CBS Correspondent Jim Axelrod says that Pentagon spending on custom prescriptions by compounding pharmacies has exploded recently: In the past year, he reports, the military health benefit system, Tricare, spent more than $300 million a month on the drugs, up from $42 million a month last year.

Axelrod says in an interview with WTOP that Maj. Gen. Richard Thomas, head of Tricare and a doctor and chair of the Army’s Task For on Pain, calls it a “big, expensive problem,” and the increase in spending “astronomical.”

Worst of all, Axelrod says, Thomas told him that the expensive prescriptions, such as scar and pain creams that can be billed for up to $15,000 for a one-month supply, are of “dubious clinical benefit, if any at all.”

“When you have that kind of money in play, there are all kinds of websites reaching out” to military members and veterans, promising prescriptions and asking only for their Tricare numbers. There’s no appointment or examination necessary. Doctors sign off on the prescriptions, and the recipients get the drugs, he says.

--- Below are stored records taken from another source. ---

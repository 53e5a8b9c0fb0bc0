//! CLI command definitions and argument parsing.

use clap::{Parser, Subcommand};
use std::path::PathBuf;

/// Scribe CLI - ask questions against governed engineering documents.
#[derive(Debug, Parser)]
#[command(name = "scribe")]
#[command(version, about, long_about = None)]
pub struct Cli {
    /// Output format
    #[arg(short, long, value_enum, global = true)]
    pub format: Option<CliFormat>,

    /// Disable colored output
    #[arg(long, global = true)]
    pub no_color: bool,

    /// Configuration file path
    #[arg(short, long, global = true)]
    pub config: Option<PathBuf>,

    #[command(subcommand)]
    pub command: Command,
}

/// Output format options.
#[derive(Debug, Clone, Copy, clap::ValueEnum)]
pub enum CliFormat {
    /// Table format (default)
    Table,
    /// JSON format
    Json,
    /// Quiet format (doc IDs only)
    Quiet,
}

/// CLI commands.
#[derive(Debug, Subcommand)]
pub enum Command {
    /// Build the retrieval index from the document corpus
    Index(IndexArgs),

    /// Retrieve documents for a question (no generation)
    Query(QueryArgs),

    /// Produce a grounded, citation-validated answer
    Ask(AskArgs),
}

/// Arguments for the index command.
#[derive(Debug, Parser)]
pub struct IndexArgs {
    /// Corpus directory (overrides config)
    #[arg(long)]
    pub corpus_dir: Option<PathBuf>,

    /// Index output directory (overrides config)
    #[arg(long)]
    pub index_dir: Option<PathBuf>,
}

/// Arguments for the query command.
#[derive(Debug, Parser)]
pub struct QueryArgs {
    /// The natural-language question
    pub query: String,

    /// Target result count (1-10)
    #[arg(short = 'k', long, default_value = "5")]
    pub top_k: usize,

    /// Candidate pool size fed to vector search (5-200)
    #[arg(long, default_value = "20")]
    pub candidates: usize,

    /// Include draft-status material
    #[arg(long)]
    pub allow_draft: bool,

    /// Print the full reason trail per result
    #[arg(long)]
    pub reasons: bool,

    /// Index directory (overrides config)
    #[arg(long)]
    pub index_dir: Option<PathBuf>,
}

/// Arguments for the ask command.
#[derive(Debug, Parser)]
pub struct AskArgs {
    /// The natural-language question
    pub query: String,

    /// Target result count (1-10)
    #[arg(short = 'k', long, default_value = "5")]
    pub top_k: usize,

    /// Candidate pool size fed to vector search (5-200)
    #[arg(long, default_value = "30")]
    pub candidates: usize,

    /// Include draft-status material
    #[arg(long)]
    pub allow_draft: bool,

    /// Index directory (overrides config)
    #[arg(long)]
    pub index_dir: Option<PathBuf>,
}

impl From<CliFormat> for crate::config::OutputFormat {
    fn from(format: CliFormat) -> Self {
        match format {
            CliFormat::Table => crate::config::OutputFormat::Table,
            CliFormat::Json => crate::config::OutputFormat::Json,
            CliFormat::Quiet => crate::config::OutputFormat::Quiet,
        }
    }
}

#[cfg(test)]
mod tests {
    use super::*;

    #[test]
    fn test_query_command_parsing() {
        let cli = Cli::parse_from(["scribe", "query", "what is the retry policy", "-k", "3"]);
        match cli.command {
            Command::Query(args) => {
                assert_eq!(args.query, "what is the retry policy");
                assert_eq!(args.top_k, 3);
                assert_eq!(args.candidates, 20);
                assert!(!args.allow_draft);
            }
            _ => panic!("Expected Query command"),
        }
    }

    #[test]
    fn test_ask_command_parsing() {
        let cli = Cli::parse_from(["scribe", "ask", "why did we choose oauth", "--allow-draft"]);
        match cli.command {
            Command::Ask(args) => {
                assert!(args.allow_draft);
                assert_eq!(args.candidates, 30);
            }
            _ => panic!("Expected Ask command"),
        }
    }

    #[test]
    fn test_index_command_parsing() {
        let cli = Cli::parse_from(["scribe", "index", "--corpus-dir", "data/corpus"]);
        match cli.command {
            Command::Index(args) => {
                assert_eq!(args.corpus_dir, Some(PathBuf::from("data/corpus")));
            }
            _ => panic!("Expected Index command"),
        }
    }
}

The key to the system is doctors who will sign off on prescriptions remotely, and Axelrod says that on Wednesday night’s CBS News, Axelrod says, he’ll confront a doctor “who actually signed a prescription for me. I put my name on one of these Web pages, and two weeks later, I got medication sent to me even though I never talked to a doctor, never visited with a doctor, never met with a doctor.”

The CEO of compounding pharmacy Patient Care America, Patrick Smith, declined a CBS News request for an interview, but said pain creams offer military personnel an alternative to often addictive painkillers.

This week, Tricare is implementing a new claims screening process to reduce spending on compounded drugs, CBS News says.

As for criminal charges against the pharmacies or doctors involved, Axelrod says, “It’s too soon to say.”

CBS News contributed to this report.